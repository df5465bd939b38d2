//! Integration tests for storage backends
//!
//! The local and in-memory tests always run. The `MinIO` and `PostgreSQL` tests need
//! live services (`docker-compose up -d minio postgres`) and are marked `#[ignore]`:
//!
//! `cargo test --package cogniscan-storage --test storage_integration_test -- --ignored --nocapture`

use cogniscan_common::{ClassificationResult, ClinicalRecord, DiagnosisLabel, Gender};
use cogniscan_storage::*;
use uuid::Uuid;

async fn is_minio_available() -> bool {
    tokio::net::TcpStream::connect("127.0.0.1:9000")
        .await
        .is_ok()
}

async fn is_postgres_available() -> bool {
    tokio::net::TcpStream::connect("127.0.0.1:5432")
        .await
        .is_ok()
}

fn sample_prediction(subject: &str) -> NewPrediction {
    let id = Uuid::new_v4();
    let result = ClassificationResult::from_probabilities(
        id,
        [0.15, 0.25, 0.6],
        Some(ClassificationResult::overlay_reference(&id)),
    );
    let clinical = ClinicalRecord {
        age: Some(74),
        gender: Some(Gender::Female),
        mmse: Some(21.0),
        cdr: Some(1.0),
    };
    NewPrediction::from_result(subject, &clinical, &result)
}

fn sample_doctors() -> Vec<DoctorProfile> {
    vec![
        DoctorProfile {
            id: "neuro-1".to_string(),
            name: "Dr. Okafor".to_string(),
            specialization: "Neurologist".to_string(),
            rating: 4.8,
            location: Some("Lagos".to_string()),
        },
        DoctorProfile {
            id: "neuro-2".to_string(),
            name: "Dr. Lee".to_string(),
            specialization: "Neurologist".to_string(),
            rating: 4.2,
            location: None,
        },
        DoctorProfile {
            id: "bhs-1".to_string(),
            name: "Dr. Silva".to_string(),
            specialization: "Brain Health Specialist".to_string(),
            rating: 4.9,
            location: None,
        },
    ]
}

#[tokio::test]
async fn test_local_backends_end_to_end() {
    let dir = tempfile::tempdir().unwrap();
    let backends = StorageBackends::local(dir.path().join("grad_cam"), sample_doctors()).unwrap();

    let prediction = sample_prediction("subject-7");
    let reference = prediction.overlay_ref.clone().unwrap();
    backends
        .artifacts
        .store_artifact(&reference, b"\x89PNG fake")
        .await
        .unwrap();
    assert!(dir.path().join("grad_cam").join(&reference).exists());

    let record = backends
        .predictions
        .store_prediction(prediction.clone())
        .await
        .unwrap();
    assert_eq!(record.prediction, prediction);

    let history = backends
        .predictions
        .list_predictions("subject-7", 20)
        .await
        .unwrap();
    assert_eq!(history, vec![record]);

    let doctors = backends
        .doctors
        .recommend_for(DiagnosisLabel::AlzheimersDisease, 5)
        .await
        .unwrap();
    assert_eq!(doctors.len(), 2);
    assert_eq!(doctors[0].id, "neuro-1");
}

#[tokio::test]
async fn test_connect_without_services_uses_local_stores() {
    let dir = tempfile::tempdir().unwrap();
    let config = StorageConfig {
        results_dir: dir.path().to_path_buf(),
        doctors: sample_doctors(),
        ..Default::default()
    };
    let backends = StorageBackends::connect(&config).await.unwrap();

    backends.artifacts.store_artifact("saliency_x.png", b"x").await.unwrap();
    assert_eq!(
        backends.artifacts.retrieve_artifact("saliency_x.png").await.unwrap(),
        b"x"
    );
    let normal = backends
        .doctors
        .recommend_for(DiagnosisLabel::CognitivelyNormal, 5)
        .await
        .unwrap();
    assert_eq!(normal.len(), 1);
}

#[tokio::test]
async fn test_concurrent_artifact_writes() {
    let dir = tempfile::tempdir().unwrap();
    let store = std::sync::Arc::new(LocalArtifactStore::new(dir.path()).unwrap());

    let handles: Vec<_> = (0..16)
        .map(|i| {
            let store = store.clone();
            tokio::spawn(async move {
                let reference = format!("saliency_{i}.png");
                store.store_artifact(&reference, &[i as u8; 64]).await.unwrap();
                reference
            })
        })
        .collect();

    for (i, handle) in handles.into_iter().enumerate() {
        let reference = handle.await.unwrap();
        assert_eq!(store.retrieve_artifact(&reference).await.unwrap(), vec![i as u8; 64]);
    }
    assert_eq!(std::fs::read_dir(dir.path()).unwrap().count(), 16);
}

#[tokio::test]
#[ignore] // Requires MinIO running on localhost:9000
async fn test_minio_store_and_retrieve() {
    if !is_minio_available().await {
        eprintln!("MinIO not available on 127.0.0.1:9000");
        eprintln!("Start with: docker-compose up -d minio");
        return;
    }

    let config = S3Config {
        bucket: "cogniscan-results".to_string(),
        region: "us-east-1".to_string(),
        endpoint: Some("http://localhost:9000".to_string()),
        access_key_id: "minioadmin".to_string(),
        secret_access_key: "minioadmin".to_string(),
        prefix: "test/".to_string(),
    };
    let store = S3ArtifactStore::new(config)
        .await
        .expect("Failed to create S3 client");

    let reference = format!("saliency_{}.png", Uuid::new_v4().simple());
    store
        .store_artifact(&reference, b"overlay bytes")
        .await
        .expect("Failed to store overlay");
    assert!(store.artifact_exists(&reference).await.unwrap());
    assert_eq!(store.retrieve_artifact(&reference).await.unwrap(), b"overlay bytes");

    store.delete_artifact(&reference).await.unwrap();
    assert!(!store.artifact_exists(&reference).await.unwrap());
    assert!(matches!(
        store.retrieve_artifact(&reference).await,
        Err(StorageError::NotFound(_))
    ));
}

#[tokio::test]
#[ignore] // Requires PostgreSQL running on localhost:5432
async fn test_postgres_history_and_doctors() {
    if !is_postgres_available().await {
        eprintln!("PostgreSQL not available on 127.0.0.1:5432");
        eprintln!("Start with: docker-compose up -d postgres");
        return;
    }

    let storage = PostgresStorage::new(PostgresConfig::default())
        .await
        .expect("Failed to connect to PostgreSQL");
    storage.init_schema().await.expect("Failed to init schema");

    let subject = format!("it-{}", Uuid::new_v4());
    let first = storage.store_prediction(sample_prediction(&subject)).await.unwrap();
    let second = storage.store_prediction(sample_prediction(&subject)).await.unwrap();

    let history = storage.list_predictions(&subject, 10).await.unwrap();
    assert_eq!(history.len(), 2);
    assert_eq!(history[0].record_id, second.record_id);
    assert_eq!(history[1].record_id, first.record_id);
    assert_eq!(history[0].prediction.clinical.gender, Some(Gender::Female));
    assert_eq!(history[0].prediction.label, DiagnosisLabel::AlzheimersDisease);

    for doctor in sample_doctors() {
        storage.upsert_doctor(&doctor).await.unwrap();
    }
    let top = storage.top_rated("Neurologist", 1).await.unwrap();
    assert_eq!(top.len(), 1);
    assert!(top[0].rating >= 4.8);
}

-------

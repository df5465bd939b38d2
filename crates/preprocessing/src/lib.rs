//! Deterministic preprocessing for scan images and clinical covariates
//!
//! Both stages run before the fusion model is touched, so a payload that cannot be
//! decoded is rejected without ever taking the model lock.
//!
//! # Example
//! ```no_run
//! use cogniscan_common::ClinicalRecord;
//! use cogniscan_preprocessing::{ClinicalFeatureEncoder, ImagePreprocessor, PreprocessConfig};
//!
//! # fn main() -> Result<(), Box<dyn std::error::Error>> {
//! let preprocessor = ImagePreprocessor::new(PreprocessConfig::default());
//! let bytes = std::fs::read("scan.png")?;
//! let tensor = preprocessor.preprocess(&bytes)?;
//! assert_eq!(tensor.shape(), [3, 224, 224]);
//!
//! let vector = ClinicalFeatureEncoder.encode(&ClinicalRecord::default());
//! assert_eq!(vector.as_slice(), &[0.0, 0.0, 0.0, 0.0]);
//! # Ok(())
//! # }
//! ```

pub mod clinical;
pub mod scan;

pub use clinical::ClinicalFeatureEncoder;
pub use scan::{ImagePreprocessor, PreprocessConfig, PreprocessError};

-------

_Prompt_
Using the data above, return each line that includes the word "PreprocessConfig".

_Your solution_
//! use cogniscan_preprocessing::{ClinicalFeatureEncoder, ImagePreprocessor, PreprocessConfig};
//! let preprocessor = ImagePreprocessor::new(PreprocessConfig::default());
pub use scan::{ImagePreprocessor, PreprocessConfig, PreprocessError};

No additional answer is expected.